A coragem é companheira da confiança. A confiança, mais do que a esperança, brota hoje nas relações interpessoais. Quando estamos mais conectados com o presente, e àquilo que valorizamos hoje, podemos ter confiança de que irão brotar as intuições para fazer as mudanças.
Confiança é uma pedra fundamental para a construção em conjunto, para poder fazer a sua parte e deixar que os outros façam o resto. Confiança também nasce quando descobrimos que nem todas as oportunidades e possibilidades estão no meu horizonte e, por isso, podem acontecer coisas inesperadas. A confiança ajuda a crer que cada ação que eu realizo tem um efeito indelével, e é de suma importância hoje, como bem me lembrou, nestes dias, uma professora holandesa.
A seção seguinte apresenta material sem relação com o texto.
// SPDX-License-Identifier: Apache-2.0 OR MIT
// Copyright (c) 2025-2026 naskel.com

//! Native size queries.
//!
//! The emitter never knows a size on its own: every number it writes comes
//! from a [`SizeOracle`], which in production is a [`LayoutTable`] filled by
//! compiling and running the C layout probe (see [`crate::probe`]), or a
//! [`LayoutReport`] captured from such a run on another machine.

use crate::error::{LayoutError, Result};
use crate::registry::{normalize_spelling, NativeType, Registry, TypeBinding};
use serde::{Deserialize, Serialize};
use std::collections::HashMap;
use std::fs;
use std::path::Path;

/// `size_of(native type)` as seen by the native compiler.
pub trait SizeOracle {
    /// Size in bytes, tail padding included, or `None` if the type is unknown.
    fn size_of(&self, ty: &NativeType) -> Option<u64>;

    /// Size of a registry entry, failing with `UnresolvableType`.
    ///
    /// A reported size of zero is rejected too: C has no complete zero-sized
    /// composite, so zero only shows up for opaque placeholders.
    fn resolve(&self, binding: &TypeBinding) -> Result<u64> {
        match self.size_of(&binding.native) {
            Some(0) => Err(LayoutError::unresolvable(
                binding.native.spelling(),
                binding.foreign,
                "zero-sized; the type is opaque or only forward-declared",
            )),
            Some(size) => Ok(size),
            None => Err(LayoutError::unresolvable(
                binding.native.spelling(),
                binding.foreign,
                "no complete definition visible to the native compiler",
            )),
        }
    }
}

/// Measured sizes keyed by C spelling.
#[derive(Debug, Clone, Default, PartialEq, Eq)]
pub struct LayoutTable {
    sizes: HashMap<String, u64>,
}

impl LayoutTable {
    pub fn new() -> Self {
        Self::default()
    }

    pub fn insert(&mut self, ty: &NativeType, size: u64) -> Option<u64> {
        self.sizes.insert(ty.spelling(), size)
    }

    pub fn insert_spelling(&mut self, spelling: &str, size: u64) -> Option<u64> {
        self.sizes.insert(normalize_spelling(spelling), size)
    }

    #[must_use]
    pub fn with(mut self, ty: NativeType, size: u64) -> Self {
        self.insert(&ty, size);
        self
    }

    pub fn get_spelling(&self, spelling: &str) -> Option<u64> {
        self.sizes.get(&normalize_spelling(spelling)).copied()
    }

    pub fn len(&self) -> usize {
        self.sizes.len()
    }

    pub fn is_empty(&self) -> bool {
        self.sizes.is_empty()
    }
}

impl SizeOracle for LayoutTable {
    fn size_of(&self, ty: &NativeType) -> Option<u64> {
        self.sizes.get(&ty.spelling()).copied()
    }
}

/// One measured registry entry.
#[derive(Debug, Clone, PartialEq, Eq, Serialize, Deserialize)]
pub struct ReportEntry {
    pub native: String,
    pub foreign: String,
    pub size: u64,
}

/// Serialisable record of a measurement run, in registry order.
///
/// Lets sizes measured where the library is actually built (e.g. on the
/// target) drive generation on a host that cannot run the probe.
#[derive(Debug, Clone, PartialEq, Eq, Serialize, Deserialize)]
pub struct LayoutReport {
    pub package: String,
    #[serde(default, skip_serializing_if = "Option::is_none")]
    pub compiler: Option<String>,
    pub entries: Vec<ReportEntry>,
}

impl LayoutReport {
    /// Resolve every registry entry, stopping at the first unresolvable one.
    pub fn measure(
        registry: &Registry,
        oracle: &dyn SizeOracle,
        package: impl Into<String>,
        compiler: Option<String>,
    ) -> Result<Self> {
        let entries = registry
            .iter()
            .map(|binding| {
                Ok(ReportEntry {
                    native: binding.native.spelling(),
                    foreign: binding.foreign.to_string(),
                    size: oracle.resolve(binding)?,
                })
            })
            .collect::<Result<Vec<_>>>()?;

        Ok(Self {
            package: package.into(),
            compiler,
            entries,
        })
    }

    pub fn from_json(json: &str) -> Result<Self> {
        Ok(serde_json::from_str(json)?)
    }

    pub fn to_json(&self) -> Result<String> {
        Ok(serde_json::to_string_pretty(self)?)
    }

    pub fn load(path: &Path) -> Result<Self> {
        let json = fs::read_to_string(path)?;
        Self::from_json(&json)
    }

    /// Sizes of this report as an oracle.
    ///
    /// A native type listed twice with different sizes keeps the last one;
    /// `tracing` reports the conflict.
    pub fn table(&self) -> LayoutTable {
        let mut table = LayoutTable::new();
        for entry in &self.entries {
            if let Some(previous) = table.insert_spelling(&entry.native, entry.size) {
                if previous != entry.size {
                    tracing::warn!(
                        "layout report lists `{}` as both {} and {} bytes",
                        entry.native,
                        previous,
                        entry.size
                    );
                }
            }
        }
        table
    }
}

#[cfg(test)]
mod tests {
    use super::*;

    fn sample_registry() -> Registry {
        Registry::new(vec![
            TypeBinding::new(NativeType::struct_named("GeometryRect"), "Rect"),
            TypeBinding::new(NativeType::typedef_named("ColorHandle"), "Handle"),
        ])
    }

    #[test]
    fn test_resolve_known_size() {
        let table = LayoutTable::new().with(NativeType::struct_named("GeometryRect"), 16);
        let binding = TypeBinding::new(NativeType::struct_named("GeometryRect"), "Rect");
        assert_eq!(table.resolve(&binding).ok(), Some(16));
    }

    #[test]
    fn test_resolve_missing_is_unresolvable() {
        let table = LayoutTable::new();
        let binding = TypeBinding::new(NativeType::struct_named("nk_context"), "Context");
        match table.resolve(&binding) {
            Err(LayoutError::UnresolvableType {
                native, foreign, ..
            }) => {
                assert_eq!(native, "struct nk_context");
                assert_eq!(foreign, "Context");
            }
            other => panic!("expected UnresolvableType, got {other:?}"),
        }
    }

    #[test]
    fn test_resolve_zero_size_is_unresolvable() {
        let table = LayoutTable::new().with(NativeType::struct_named("nk_opaque"), 0);
        let binding = TypeBinding::new(NativeType::struct_named("nk_opaque"), "Opaque");
        assert!(matches!(
            table.resolve(&binding),
            Err(LayoutError::UnresolvableType { .. })
        ));
    }

    #[test]
    fn test_spelling_whitespace_is_normalized() {
        let mut table = LayoutTable::new();
        table.insert_spelling("struct   GeometryRect", 16);
        assert_eq!(
            table.size_of(&NativeType::struct_named("GeometryRect")),
            Some(16)
        );
        assert_eq!(table.get_spelling(" struct GeometryRect "), Some(16));
    }

    #[test]
    fn test_report_keeps_registry_order() {
        let table = LayoutTable::new()
            .with(NativeType::typedef_named("ColorHandle"), 4)
            .with(NativeType::struct_named("GeometryRect"), 16);
        let report = LayoutReport::measure(&sample_registry(), &table, "nuklear", None)
            .expect("measure");

        let foreign: Vec<_> = report.entries.iter().map(|e| e.foreign.as_str()).collect();
        assert_eq!(foreign, ["Rect", "Handle"]);

        let json = report.to_json().expect("serialize");
        assert!(!json.contains("compiler"));
        let loaded = LayoutReport::from_json(&json).expect("parse");
        assert_eq!(loaded.table(), table);
    }

    #[test]
    fn test_report_measure_fails_fast() {
        let table = LayoutTable::new().with(NativeType::struct_named("GeometryRect"), 16);
        let err = LayoutReport::measure(&sample_registry(), &table, "nuklear", None)
            .expect_err("ColorHandle is missing");
        assert!(err.to_string().contains("Handle"));
    }
}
Coragem e confiança se aprendem em comunidade. Em tempos de crise, aprendemos, como nunca, o quanto precisamos uns dos outros, na nossa grande e misteriosa interdependência, e de como podemos nos apoiar na dor e na alegria. Nos tempos de crise, que são e serão, somente em comunidade podemos nos cuidar, e podemos construir, dia após dia, uma nova realidade. O constatei nos últimos meses, no Chile, com o surto social, e agora na pandemia: coragem, confiança e comunidade crescente. Isso é agora: “...vejam que realizo algo novo; já está brotando, não o percebem?” (Is 43,19).